Stephen R. Gianelli, the attorney who has been monitoring the Kelley Lynch harassment case (see Jury Finds Kelley Lynch Guilty Of Harassing Leonard Cohen) offers more information about the facility where Lynch is now housed in the form of an NPR article: What Is The Role Of Jails In Treating The Mentally Ill? by NPR Staff. Photo by Damian Dovarganes. September 15, 2013
I’ve included excerpts below but the article is best read in its entirety:
The county’s Twin Towers Correctional Facility in downtown Los Angeles is a hulking, massive concrete structure. It is also part of the largest municipal jail system in the United States.

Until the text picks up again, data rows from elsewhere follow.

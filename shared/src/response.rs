//! Alexa Smart Home response envelope builder.
//!
//! Assembles the v3 response envelope from high-level intent. Builder
//! operations never fail: missing or empty option values fall back to
//! their documented defaults so the skill always produces *a* response.

use chrono::{SecondsFormat, Utc};
use serde::Serialize;
use serde_json::{json, Map, Value};
use uuid::Uuid;

/// Response envelope header.
#[derive(Debug, Clone, Serialize)]
#[serde(rename_all = "camelCase")]
pub struct Header {
    pub namespace: String,
    pub name: String,
    pub message_id: String,
    #[serde(skip_serializing_if = "Option::is_none")]
    pub correlation_token: Option<String>,
    pub payload_version: String,
}

/// Bearer-token scope attached to a response endpoint.
#[derive(Debug, Clone, Serialize)]
pub struct Scope {
    #[serde(rename = "type")]
    pub scope_type: String,
    pub token: String,
}

/// The endpoint a response concerns.
///
/// Absent entirely for `AcceptGrant.Response` and `Discover.Response`;
/// carries no `scope` for `StateReport`.
#[derive(Debug, Clone, Serialize)]
#[serde(rename_all = "camelCase")]
pub struct ResponseEndpoint {
    #[serde(skip_serializing_if = "Option::is_none")]
    pub scope: Option<Scope>,
    pub cookie: Map<String, Value>,
    pub endpoint_id: String,
}

/// The `event` half of the response envelope.
#[derive(Debug, Clone, Serialize)]
pub struct Event {
    pub header: Header,
    #[serde(skip_serializing_if = "Option::is_none")]
    pub endpoint: Option<ResponseEndpoint>,
    pub payload: Value,
}

/// A point-in-time observed state value attached to a response.
#[derive(Debug, Clone, Serialize)]
#[serde(rename_all = "camelCase")]
pub struct ContextProperty {
    pub namespace: String,
    pub name: String,
    pub value: Value,
    pub time_of_sample: String,
    pub uncertainty_in_milliseconds: u64,
}

/// The `context` half of the response envelope. Properties are append-only
/// and insertion order is preserved; the receiving system treats the first
/// property as the primary sensor state.
#[derive(Debug, Clone, Serialize)]
pub struct Context {
    pub properties: Vec<ContextProperty>,
}

/// A declared feature-interface an endpoint supports.
#[derive(Debug, Clone, Serialize)]
#[serde(rename_all = "camelCase")]
pub struct Capability {
    #[serde(rename = "type")]
    pub capability_type: String,
    pub interface: String,
    pub version: String,
    #[serde(skip_serializing_if = "Option::is_none")]
    pub properties: Option<CapabilityProperties>,
    #[serde(skip_serializing_if = "Option::is_none")]
    pub supported_operations: Option<Vec<String>>,
    #[serde(skip_serializing_if = "Option::is_none")]
    pub supported_intents: Option<Vec<Value>>,
    #[serde(skip_serializing_if = "Option::is_none")]
    pub proactively_reported: Option<bool>,
}

/// Property support block within a capability.
#[derive(Debug, Clone, Serialize)]
#[serde(rename_all = "camelCase")]
pub struct CapabilityProperties {
    pub supported: Vec<SupportedProperty>,
    pub proactively_reported: bool,
    pub retrievable: bool,
}

/// A named property within a capability's `supported` list.
#[derive(Debug, Clone, Serialize)]
pub struct SupportedProperty {
    pub name: String,
}

impl SupportedProperty {
    pub fn new(name: impl Into<String>) -> Self {
        Self { name: name.into() }
    }
}

/// A device descriptor within a `Discover.Response` payload.
#[derive(Debug, Clone, Serialize)]
#[serde(rename_all = "camelCase")]
pub struct Endpoint {
    pub capabilities: Vec<Capability>,
    pub description: String,
    pub display_categories: Vec<String>,
    pub endpoint_id: String,
    pub friendly_name: String,
    pub manufacturer_name: String,
    #[serde(skip_serializing_if = "Option::is_none")]
    pub cookie: Option<Map<String, Value>>,
}

/// Options for [`AlexaResponse::new`]. Every field is optional; `None` or
/// an empty string resolves to the stated default. Supplying `event`
/// bypasses assembly and is used verbatim.
#[derive(Debug, Default)]
pub struct ResponseOptions {
    /// Default `"Alexa"`
    pub namespace: Option<String>,
    /// Default `"Response"`
    pub name: Option<String>,
    /// Default: freshly generated UUID
    pub message_id: Option<String>,
    /// Default: absent
    pub correlation_token: Option<String>,
    /// Default `"3"`
    pub payload_version: Option<String>,
    /// Bearer token, default `"INVALID"`
    pub token: Option<String>,
    /// Default: empty map
    pub cookie: Option<Map<String, Value>>,
    /// Default `"INVALID"`
    pub endpoint_id: Option<String>,
    /// Default: empty object
    pub payload: Option<Value>,
    /// Pre-built event, used verbatim when present
    pub event: Option<Event>,
    /// Pre-built context, used verbatim when present
    pub context: Option<Context>,
}

/// Options for [`AlexaResponse::add_context_property`].
#[derive(Debug, Default)]
pub struct ContextPropertyOptions {
    /// Default `"Alexa.EndpointHealth"`
    pub namespace: Option<String>,
    /// Default `"connectivity"`
    pub name: Option<String>,
    /// Default `{"value": "OK"}`
    pub value: Option<Value>,
    /// Default 0
    pub uncertainty_in_milliseconds: Option<u64>,
}

/// Options for [`AlexaResponse::add_payload_endpoint`].
#[derive(Debug, Default)]
pub struct EndpointOptions {
    pub capabilities: Option<Vec<Capability>>,
    /// Default `"Control Roku TV with Alexa"`
    pub description: Option<String>,
    /// Default `["TV"]`
    pub display_categories: Option<Vec<String>>,
    /// Default `"endpoint-001"`
    pub endpoint_id: Option<String>,
    /// Default `"TV"`
    pub friendly_name: Option<String>,
    /// Default `"Roku"`
    pub manufacturer_name: Option<String>,
    /// Emitted only when supplied
    pub cookie: Option<Map<String, Value>>,
}

/// Options for [`Capability::new`].
#[derive(Debug, Default)]
pub struct CapabilityOptions {
    /// Default `"AlexaInterface"`
    pub capability_type: Option<String>,
    /// Default `"Alexa"`
    pub interface: Option<String>,
    /// Default `"3"`
    pub version: Option<String>,
    /// When present, emits the `properties` block
    pub supported: Option<Vec<SupportedProperty>>,
    /// Within `properties` defaults to true; bare flag otherwise
    pub proactively_reported: Option<bool>,
    /// Default true (within `properties`)
    pub retrievable: Option<bool>,
    pub supported_operations: Option<Vec<String>>,
    pub supported_intents: Option<Vec<Value>>,
}

/// Resolve an optional string, treating empty strings as missing.
fn resolve(value: Option<String>, default: &str) -> String {
    match value {
        Some(v) if !v.is_empty() => v,
        _ => default.to_string(),
    }
}

/// An optional field stays absent when missing or empty.
fn resolve_opt(value: Option<String>) -> Option<String> {
    value.filter(|v| !v.is_empty())
}

impl Capability {
    /// Build a capability descriptor. Pure; never fails.
    pub fn new(opts: CapabilityOptions) -> Self {
        let bare_flag = opts.supported.is_none();
        let properties = opts.supported.map(|supported| CapabilityProperties {
            supported,
            proactively_reported: opts.proactively_reported.unwrap_or(true),
            retrievable: opts.retrievable.unwrap_or(true),
        });

        Self {
            capability_type: resolve(opts.capability_type, "AlexaInterface"),
            interface: resolve(opts.interface, "Alexa"),
            version: resolve(opts.version, "3"),
            properties,
            supported_operations: opts.supported_operations,
            supported_intents: opts.supported_intents,
            proactively_reported: if bare_flag {
                opts.proactively_reported
            } else {
                None
            },
        }
    }
}

impl Endpoint {
    /// Build an endpoint descriptor from options, applying defaults.
    pub fn new(opts: EndpointOptions) -> Self {
        Self {
            capabilities: opts.capabilities.unwrap_or_default(),
            description: resolve(opts.description, "Control Roku TV with Alexa"),
            display_categories: opts
                .display_categories
                .unwrap_or_else(|| vec!["TV".to_string()]),
            endpoint_id: resolve(opts.endpoint_id, "endpoint-001"),
            friendly_name: resolve(opts.friendly_name, "TV"),
            manufacturer_name: resolve(opts.manufacturer_name, "Roku"),
            cookie: opts.cookie,
        }
    }
}

/// An Alexa Smart Home v3 response envelope, built incrementally and
/// handed off immutable once serialized.
#[derive(Debug, Clone, Serialize)]
pub struct AlexaResponse {
    #[serde(skip_serializing_if = "Option::is_none")]
    pub context: Option<Context>,
    pub event: Event,
}

impl AlexaResponse {
    /// Construct a response envelope from options.
    pub fn new(opts: ResponseOptions) -> Self {
        if let Some(event) = opts.event {
            return Self {
                context: opts.context,
                event,
            };
        }

        let name = resolve(opts.name, "Response");

        // No endpoint concept applies to authorization/discovery responses,
        // and state reports carry no nested auth scope.
        let endpoint = match name.as_str() {
            "AcceptGrant.Response" | "Discover.Response" => None,
            _ => Some(ResponseEndpoint {
                scope: if name == "StateReport" {
                    None
                } else {
                    Some(Scope {
                        scope_type: "BearerToken".to_string(),
                        token: resolve(opts.token, "INVALID"),
                    })
                },
                cookie: opts.cookie.unwrap_or_default(),
                endpoint_id: resolve(opts.endpoint_id, "INVALID"),
            }),
        };

        Self {
            context: opts.context,
            event: Event {
                header: Header {
                    namespace: resolve(opts.namespace, "Alexa"),
                    name,
                    message_id: resolve_opt(opts.message_id)
                        .unwrap_or_else(|| Uuid::new_v4().to_string()),
                    correlation_token: resolve_opt(opts.correlation_token),
                    payload_version: resolve(opts.payload_version, "3"),
                },
                endpoint,
                payload: opts.payload.unwrap_or_else(|| json!({})),
            },
        }
    }

    /// Shorthand for a well-formed `ErrorResponse` envelope.
    pub fn error(error_type: &str, message: &str) -> Self {
        Self::new(ResponseOptions {
            name: Some("ErrorResponse".to_string()),
            payload: Some(json!({ "type": error_type, "message": message })),
            ..Default::default()
        })
    }

    /// Append a property to the context, stamping `timeOfSample` with the
    /// current instant. Call order is preserved.
    pub fn add_context_property(&mut self, opts: ContextPropertyOptions) {
        let context = self.context.get_or_insert_with(|| Context {
            properties: Vec::new(),
        });
        context.properties.push(ContextProperty {
            namespace: resolve(opts.namespace, "Alexa.EndpointHealth"),
            name: resolve(opts.name, "connectivity"),
            value: opts.value.unwrap_or_else(|| json!({ "value": "OK" })),
            time_of_sample: Utc::now().to_rfc3339_opts(SecondsFormat::Millis, true),
            uncertainty_in_milliseconds: opts.uncertainty_in_milliseconds.unwrap_or(0),
        });
    }

    /// Append an endpoint descriptor to `payload.endpoints`.
    pub fn add_payload_endpoint(&mut self, opts: EndpointOptions) {
        let endpoint = Endpoint::new(opts);

        if !self.event.payload.is_object() {
            self.event.payload = Value::Object(Map::new());
        }
        if let Some(payload) = self.event.payload.as_object_mut() {
            let endpoints = payload
                .entry("endpoints")
                .or_insert_with(|| Value::Array(Vec::new()));
            if let (Value::Array(list), Ok(value)) = (endpoints, serde_json::to_value(&endpoint)) {
                list.push(value);
            }
        }
    }
}
impl<T: Entity> StoreInner<T> {
    pub(crate) fn begin_loading(&self) -> LoadingGuard<'_, T> {
        let started = {
            let mut status = self.status.lock();
            status.loading_depth += 1;
            status.loading_depth == 1
        };
        if started {
            self.emit(EventKind::LoadingStart, EventPayload::Loading(true));
        }
        LoadingGuard { inner: self }
    }

    pub(crate) fn emit(&self, kind: EventKind, payload: EventPayload<T>) {
        self.events
            .emit(StoreEvent::new(kind, payload, self.name.clone()));
    }

    /// Record a successful mutation, write it through and notify.
    pub(crate) fn committed(&self, kind: EventKind, payload: EventPayload<T>) {
        self.status.lock().last_error = None;
        self.persist();
        self.emit(kind, payload);
    }

    /// Record a failed operation, notify, and hand back the surfaced error.
    pub(crate) fn fail(&self, code: ErrorCode, error: StoreError) -> OperationError {
        let error = OperationError::from_store_error(code, error);
        tracing::debug!(store = %self.name, code = %error.code, message = %error.message, "operation failed");
        self.status.lock().last_error = Some(error.clone());
        self.emit(EventKind::Error, EventPayload::Error(error.clone()));
        error
    }

    pub(crate) fn run_validation(&self, item: &T) -> Result<()> {
        let Some(validate) = &self.validate else {
            return Ok(());
        };
        match panic::catch_unwind(AssertUnwindSafe(|| validate(item))) {
            Ok(result) => result.map_err(StoreError::Validation),
            Err(payload) => Err(StoreError::HookPanicked(panic_message(payload))),
        }
    }

    pub(crate) fn next_id(&self) -> Result<String> {
        let Some(generator) = &self.id_generator else {
            return Ok(generate_id());
        };
        panic::catch_unwind(AssertUnwindSafe(|| generator()))
            .map_err(|payload| StoreError::HookPanicked(panic_message(payload)))
    }

    /// Put an entity back verbatim, without validation or events.
    pub(crate) fn restore(&self, key: &str, entity: T, fields: Map<String, Value>) -> u64 {
        let version = self.table.write().put(key.to_string(), entity, fields);
        self.persist();
        version
    }

    /// A patch may repeat the entity's identity but never change it.
    pub(crate) fn check_identity(&self, id: &str, updates: &Patch) -> Result<()> {
        match updates.get(&self.id_field) {
            Some(value) if key_of(value).as_deref() != Some(id) => Err(StoreError::IdentityChange {
                id: id.to_string(),
                to: value.to_string(),
            }),
            _ => Ok(()),
        }
    }

    /// Write the entity list through to the persistence backend, if any.
    ///
    /// The in-memory change stands on failure; it is reported as the last
    /// error with `PERSIST_ERROR` and an `ERROR` event.
    pub(crate) fn persist(&self) {
        let Some(persistence) = &self.persistence else {
            return;
        };
        let entities = self.table.read().entities();
        if let Err(e) = persistence.save(&entities) {
            tracing::warn!(store = %self.name, key = persistence.key(), error = %e, "persistence write failed");
            self.fail(ErrorCode::PersistError, e);
        }
    }

    /// Materialize the sorted view, optionally paginated.
    fn derive(&self, paginate: bool) -> Vec<T> {
        let table = self.table.read();
        let query = self.query.read();
        let keys = self.sorted_keys(&table, &query);
        let rows: Vec<&String> = keys.iter().collect();
        let rows = if paginate {
            query::apply_pagination(rows, query.pagination())
        } else {
            rows
        };
        rows.into_iter()
            .filter_map(|key| table.get(key).cloned())
            .collect()
    }

    fn sorted_keys(&self, table: &EntityTable<T>, query: &QueryState) -> Arc<Vec<String>> {
        let revisions = (table.revision(), query.revision());

        if let Some(view) = self.view_cache.lock().as_ref() {
            if (view.table_revision, view.query_revision) == revisions {
                return Arc::clone(&view.keys);
            }
        }

        let keys: Vec<String> = query::run(table, query, self.comparator.as_ref())
            .into_iter()
            .map(|row| row.key.clone())
            .collect();
        let keys = Arc::new(keys);

        *self.view_cache.lock() = Some(SortedView {
            table_revision: revisions.0,
            query_revision: revisions.1,
            keys: Arc::clone(&keys),
        });
        keys
    }
}

fn panic_message(payload: Box<dyn Any + Send>) -> String {
    if let Some(message) = payload.downcast_ref::<&str>() {
        message.to_string()
    } else if let Some(message) = payload.downcast_ref::<String>() {
        message.clone()
    } else {
        "unknown panic".to_string()
    }
}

…”Here within Twin Towers, we house approximately 3,900 inmates. A majority of those inmates are deemed mentally ill,” says Lt. Joseph Badali, a supervisor with the Sheriff’s Department.
The United States incarcerates hundreds of thousands of inmates suffering from mental illness, and jails and prisons are struggling to provide for inmates with severe mental health needs.
…L.A. County is not unique. In fact, it is far from it. Experts say good numbers are hard to come by, but one estimate calculates there are about 2.1 million annual bookings of persons with serious mental illnesses into jails. That number swells when you count state and federal prisons.
At one time, huge state hospitals housed the mentally ill. When they closed in the 1970s, community-based care was supposed to step in. Instead, with fewer options, the mentally ill were released to the streets, where they often got into trouble. Jails have to take mentally ill offenders in, but they can’t force medication.
…”In many ways, we are a hospital,” says Hough, the psychiatrist. “What brought them into the system was an alleged crime, and we certainly at the Department of Mental Health are not here to judge that. But while they are here and they suffer from a mental illness, we will provide care.”